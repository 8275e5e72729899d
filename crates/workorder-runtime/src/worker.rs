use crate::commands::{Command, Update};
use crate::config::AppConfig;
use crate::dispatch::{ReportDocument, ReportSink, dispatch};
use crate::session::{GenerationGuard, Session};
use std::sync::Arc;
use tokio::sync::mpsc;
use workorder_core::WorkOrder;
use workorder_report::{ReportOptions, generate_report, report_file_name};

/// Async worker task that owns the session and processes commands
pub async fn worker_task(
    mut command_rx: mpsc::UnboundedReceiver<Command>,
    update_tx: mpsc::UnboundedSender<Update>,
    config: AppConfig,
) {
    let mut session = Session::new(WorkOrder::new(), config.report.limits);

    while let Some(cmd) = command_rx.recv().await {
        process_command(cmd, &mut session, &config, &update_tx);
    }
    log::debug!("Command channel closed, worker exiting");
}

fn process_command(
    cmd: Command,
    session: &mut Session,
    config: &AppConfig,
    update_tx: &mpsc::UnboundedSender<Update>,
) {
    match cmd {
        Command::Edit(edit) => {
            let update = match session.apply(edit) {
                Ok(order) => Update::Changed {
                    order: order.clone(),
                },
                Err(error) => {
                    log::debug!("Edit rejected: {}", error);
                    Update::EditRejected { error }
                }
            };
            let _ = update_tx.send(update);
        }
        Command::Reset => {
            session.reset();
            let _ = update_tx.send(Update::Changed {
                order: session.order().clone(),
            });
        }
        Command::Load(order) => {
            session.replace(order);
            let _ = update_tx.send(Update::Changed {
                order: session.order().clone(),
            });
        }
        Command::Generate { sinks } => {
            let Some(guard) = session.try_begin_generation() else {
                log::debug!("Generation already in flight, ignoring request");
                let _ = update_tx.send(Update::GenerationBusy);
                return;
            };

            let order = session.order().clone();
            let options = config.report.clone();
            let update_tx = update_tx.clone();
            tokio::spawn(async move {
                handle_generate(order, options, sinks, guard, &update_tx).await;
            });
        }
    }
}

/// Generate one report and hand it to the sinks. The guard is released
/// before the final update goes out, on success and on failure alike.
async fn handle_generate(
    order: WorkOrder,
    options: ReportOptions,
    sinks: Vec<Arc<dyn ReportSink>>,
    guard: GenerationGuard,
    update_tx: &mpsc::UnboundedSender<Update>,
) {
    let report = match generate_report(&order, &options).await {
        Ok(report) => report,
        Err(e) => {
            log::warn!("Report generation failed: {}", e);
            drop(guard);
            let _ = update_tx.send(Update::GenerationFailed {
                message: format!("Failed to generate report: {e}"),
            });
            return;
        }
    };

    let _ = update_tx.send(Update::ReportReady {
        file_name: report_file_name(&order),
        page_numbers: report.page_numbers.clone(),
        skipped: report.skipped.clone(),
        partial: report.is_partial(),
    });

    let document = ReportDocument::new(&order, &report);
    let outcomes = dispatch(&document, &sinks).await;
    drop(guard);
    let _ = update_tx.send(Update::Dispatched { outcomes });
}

==

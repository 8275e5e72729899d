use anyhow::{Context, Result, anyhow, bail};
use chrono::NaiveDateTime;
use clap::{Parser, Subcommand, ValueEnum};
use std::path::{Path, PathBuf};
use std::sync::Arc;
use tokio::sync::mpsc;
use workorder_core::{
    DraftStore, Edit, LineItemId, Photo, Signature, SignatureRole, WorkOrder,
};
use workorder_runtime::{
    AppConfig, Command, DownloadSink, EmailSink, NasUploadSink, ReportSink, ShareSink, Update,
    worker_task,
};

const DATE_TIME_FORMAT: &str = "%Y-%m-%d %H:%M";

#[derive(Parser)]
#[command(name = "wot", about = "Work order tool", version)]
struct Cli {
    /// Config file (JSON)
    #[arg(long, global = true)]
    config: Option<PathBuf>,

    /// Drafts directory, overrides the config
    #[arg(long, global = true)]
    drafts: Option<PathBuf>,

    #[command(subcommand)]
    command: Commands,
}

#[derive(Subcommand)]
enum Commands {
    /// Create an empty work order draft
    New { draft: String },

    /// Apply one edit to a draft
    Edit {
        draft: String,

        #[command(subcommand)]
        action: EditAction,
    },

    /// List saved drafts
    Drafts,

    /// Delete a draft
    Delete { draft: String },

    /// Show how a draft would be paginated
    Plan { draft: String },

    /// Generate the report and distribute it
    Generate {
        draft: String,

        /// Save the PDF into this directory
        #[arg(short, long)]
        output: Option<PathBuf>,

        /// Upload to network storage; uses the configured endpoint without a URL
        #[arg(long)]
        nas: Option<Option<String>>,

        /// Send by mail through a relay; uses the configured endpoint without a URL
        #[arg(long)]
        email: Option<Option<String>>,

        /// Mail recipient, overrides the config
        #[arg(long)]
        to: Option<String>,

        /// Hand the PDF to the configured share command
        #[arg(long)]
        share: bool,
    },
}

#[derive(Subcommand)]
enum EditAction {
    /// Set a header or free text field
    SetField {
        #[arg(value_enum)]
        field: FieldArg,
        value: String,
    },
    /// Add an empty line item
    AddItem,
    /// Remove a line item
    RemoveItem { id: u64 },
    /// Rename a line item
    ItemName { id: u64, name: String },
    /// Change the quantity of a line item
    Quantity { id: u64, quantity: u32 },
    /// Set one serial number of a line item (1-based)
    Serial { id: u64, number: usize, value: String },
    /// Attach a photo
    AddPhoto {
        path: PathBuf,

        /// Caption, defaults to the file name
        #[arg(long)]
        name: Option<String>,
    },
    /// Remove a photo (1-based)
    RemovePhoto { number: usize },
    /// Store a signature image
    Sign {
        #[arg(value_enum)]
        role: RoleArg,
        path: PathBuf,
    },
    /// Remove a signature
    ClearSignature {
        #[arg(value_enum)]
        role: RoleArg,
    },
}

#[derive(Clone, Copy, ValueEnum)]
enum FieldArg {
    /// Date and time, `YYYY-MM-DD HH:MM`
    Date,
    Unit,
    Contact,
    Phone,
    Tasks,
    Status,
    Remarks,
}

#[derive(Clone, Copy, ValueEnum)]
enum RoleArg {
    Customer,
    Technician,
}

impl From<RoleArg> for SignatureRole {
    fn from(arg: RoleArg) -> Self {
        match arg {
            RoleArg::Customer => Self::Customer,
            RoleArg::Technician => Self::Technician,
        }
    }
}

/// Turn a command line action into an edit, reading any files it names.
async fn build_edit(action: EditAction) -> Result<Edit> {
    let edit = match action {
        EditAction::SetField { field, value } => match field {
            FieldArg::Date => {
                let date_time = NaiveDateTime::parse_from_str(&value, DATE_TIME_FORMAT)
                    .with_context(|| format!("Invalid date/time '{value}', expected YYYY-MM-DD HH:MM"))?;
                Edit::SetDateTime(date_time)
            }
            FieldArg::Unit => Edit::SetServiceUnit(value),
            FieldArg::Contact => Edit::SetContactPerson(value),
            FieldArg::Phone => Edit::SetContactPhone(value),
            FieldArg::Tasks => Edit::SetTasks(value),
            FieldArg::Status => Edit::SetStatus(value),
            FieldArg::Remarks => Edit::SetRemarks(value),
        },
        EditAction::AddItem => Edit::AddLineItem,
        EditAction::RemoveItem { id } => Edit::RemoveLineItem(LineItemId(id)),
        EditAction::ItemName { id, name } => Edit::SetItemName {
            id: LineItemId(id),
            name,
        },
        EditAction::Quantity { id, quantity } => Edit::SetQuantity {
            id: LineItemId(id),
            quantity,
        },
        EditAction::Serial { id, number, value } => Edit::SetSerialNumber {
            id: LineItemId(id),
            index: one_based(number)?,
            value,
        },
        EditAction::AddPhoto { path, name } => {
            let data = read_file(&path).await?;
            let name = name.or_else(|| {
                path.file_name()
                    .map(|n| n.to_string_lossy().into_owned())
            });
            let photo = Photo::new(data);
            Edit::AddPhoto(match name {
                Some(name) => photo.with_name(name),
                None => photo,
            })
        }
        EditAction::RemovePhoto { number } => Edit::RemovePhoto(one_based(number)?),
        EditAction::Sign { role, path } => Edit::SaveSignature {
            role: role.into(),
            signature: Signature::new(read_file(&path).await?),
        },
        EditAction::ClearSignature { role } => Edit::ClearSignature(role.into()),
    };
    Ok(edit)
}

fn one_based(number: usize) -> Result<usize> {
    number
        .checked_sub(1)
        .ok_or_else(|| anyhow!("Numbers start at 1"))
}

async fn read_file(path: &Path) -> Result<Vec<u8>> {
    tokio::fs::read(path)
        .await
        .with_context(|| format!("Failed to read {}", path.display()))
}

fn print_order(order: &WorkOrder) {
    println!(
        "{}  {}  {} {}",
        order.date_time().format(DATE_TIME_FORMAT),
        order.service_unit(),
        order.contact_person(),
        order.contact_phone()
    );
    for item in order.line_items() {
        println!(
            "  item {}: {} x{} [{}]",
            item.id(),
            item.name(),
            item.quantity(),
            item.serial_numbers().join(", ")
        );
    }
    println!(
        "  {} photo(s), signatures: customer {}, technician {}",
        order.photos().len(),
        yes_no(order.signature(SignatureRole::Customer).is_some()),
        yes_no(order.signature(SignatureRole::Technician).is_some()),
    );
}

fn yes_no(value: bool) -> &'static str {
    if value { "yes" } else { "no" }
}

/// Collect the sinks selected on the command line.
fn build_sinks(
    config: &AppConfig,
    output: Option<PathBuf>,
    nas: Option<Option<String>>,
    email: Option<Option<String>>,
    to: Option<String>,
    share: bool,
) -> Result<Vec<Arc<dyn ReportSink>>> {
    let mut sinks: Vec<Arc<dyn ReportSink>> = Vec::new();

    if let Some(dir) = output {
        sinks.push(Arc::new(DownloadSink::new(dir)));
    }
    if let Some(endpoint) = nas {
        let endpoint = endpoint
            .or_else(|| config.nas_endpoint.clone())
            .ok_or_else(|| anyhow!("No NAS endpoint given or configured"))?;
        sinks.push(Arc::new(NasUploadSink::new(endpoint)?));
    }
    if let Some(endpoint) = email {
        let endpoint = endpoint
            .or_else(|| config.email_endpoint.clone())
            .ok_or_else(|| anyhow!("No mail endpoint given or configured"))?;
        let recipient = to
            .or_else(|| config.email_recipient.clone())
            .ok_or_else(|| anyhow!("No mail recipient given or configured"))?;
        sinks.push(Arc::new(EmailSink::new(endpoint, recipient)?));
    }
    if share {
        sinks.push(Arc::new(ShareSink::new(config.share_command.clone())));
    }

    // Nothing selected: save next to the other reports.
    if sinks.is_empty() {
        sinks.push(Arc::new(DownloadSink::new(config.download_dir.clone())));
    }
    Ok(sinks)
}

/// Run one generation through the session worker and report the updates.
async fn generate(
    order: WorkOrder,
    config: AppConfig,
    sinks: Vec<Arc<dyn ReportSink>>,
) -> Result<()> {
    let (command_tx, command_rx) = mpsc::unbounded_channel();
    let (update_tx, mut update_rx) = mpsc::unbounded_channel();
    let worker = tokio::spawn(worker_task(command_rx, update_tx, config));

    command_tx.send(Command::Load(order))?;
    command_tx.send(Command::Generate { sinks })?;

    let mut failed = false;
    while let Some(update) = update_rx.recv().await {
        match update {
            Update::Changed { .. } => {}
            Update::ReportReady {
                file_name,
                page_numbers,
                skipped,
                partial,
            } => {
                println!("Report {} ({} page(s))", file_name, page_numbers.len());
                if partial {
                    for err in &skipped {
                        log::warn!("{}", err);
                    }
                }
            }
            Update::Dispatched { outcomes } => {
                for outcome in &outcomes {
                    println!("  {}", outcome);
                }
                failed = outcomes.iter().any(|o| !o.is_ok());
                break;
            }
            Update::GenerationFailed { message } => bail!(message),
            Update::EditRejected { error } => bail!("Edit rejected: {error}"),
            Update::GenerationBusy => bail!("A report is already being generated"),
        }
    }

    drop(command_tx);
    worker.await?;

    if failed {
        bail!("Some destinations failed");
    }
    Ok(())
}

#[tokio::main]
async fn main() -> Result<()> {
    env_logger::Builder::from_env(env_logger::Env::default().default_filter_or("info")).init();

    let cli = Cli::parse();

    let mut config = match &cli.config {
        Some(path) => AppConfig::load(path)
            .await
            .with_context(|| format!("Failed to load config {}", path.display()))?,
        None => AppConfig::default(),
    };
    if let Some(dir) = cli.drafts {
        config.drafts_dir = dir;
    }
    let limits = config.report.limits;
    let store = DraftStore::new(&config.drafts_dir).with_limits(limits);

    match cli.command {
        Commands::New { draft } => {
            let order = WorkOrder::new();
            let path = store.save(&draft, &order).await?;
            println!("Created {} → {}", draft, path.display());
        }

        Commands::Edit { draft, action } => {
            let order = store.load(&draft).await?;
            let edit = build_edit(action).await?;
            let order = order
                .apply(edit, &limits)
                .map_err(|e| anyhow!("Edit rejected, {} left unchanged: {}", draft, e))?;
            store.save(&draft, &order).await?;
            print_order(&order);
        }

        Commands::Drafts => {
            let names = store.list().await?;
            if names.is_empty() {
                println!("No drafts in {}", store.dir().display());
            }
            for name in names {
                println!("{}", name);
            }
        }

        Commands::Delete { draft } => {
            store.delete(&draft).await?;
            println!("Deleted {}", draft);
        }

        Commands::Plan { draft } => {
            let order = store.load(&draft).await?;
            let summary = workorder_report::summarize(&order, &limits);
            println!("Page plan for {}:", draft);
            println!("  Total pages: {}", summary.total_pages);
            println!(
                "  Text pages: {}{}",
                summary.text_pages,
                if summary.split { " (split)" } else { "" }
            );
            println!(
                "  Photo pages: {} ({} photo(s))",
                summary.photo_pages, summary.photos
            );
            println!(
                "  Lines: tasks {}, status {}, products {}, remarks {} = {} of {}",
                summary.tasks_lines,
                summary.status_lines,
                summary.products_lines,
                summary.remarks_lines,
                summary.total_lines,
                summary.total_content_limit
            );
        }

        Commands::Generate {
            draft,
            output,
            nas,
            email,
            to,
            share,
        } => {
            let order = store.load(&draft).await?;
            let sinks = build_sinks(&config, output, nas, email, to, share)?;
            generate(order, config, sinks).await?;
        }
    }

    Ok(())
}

--

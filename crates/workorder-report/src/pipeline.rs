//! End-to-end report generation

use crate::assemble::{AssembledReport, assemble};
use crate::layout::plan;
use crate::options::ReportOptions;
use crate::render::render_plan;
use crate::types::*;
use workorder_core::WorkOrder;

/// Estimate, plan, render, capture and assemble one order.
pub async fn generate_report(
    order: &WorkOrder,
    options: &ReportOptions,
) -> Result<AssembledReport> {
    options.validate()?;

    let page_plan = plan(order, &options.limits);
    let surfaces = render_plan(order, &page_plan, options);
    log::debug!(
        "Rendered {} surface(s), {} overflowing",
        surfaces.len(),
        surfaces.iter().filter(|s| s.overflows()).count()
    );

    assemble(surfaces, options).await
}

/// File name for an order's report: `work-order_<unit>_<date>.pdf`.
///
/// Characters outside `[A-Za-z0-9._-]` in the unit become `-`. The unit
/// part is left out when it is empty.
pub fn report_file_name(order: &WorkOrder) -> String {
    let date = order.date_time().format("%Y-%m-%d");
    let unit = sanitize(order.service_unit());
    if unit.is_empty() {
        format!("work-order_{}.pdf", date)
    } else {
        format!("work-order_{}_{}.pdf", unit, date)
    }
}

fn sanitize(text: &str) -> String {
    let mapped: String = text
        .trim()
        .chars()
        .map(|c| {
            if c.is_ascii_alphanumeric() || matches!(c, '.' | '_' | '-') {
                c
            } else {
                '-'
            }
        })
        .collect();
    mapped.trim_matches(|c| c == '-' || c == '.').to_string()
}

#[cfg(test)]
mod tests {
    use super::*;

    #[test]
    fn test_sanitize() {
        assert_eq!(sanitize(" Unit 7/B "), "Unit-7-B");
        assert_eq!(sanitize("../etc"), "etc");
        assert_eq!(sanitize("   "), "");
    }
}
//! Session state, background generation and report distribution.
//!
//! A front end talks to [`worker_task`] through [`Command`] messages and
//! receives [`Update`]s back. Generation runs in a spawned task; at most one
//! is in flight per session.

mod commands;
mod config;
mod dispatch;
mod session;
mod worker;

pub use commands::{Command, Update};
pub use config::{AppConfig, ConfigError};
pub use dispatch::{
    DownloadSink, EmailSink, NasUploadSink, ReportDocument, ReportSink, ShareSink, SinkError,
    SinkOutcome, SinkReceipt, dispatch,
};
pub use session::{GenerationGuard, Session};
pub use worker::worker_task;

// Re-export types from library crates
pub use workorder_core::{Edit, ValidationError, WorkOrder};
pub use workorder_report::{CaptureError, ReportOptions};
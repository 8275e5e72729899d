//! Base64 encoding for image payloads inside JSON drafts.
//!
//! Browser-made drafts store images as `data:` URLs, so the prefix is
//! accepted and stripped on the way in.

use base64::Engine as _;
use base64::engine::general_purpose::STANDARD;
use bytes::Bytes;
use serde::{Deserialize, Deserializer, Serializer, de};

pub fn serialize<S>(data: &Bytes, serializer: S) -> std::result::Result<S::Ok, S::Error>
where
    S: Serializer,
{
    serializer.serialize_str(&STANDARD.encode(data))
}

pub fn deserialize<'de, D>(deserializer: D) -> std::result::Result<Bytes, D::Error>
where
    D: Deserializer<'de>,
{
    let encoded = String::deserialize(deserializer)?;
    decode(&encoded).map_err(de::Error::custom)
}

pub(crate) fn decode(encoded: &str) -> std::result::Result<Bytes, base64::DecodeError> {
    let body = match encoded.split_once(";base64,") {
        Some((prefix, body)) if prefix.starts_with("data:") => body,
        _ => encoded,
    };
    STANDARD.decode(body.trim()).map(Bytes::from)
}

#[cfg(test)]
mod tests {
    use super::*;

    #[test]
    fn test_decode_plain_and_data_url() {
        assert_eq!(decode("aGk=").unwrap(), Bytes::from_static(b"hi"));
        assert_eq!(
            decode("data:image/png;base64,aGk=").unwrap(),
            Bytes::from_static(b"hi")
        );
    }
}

- _ASSIGNMENT_
Search the listing for "ReportOptions" and show every line where it occurs.

- _TASK OUTPUT_
use workorder_report::{ReportOptions, generate_report, report_file_name};
    options: ReportOptions,
use crate::options::ReportOptions;
    options: &ReportOptions,
pub use workorder_report::{CaptureError, ReportOptions};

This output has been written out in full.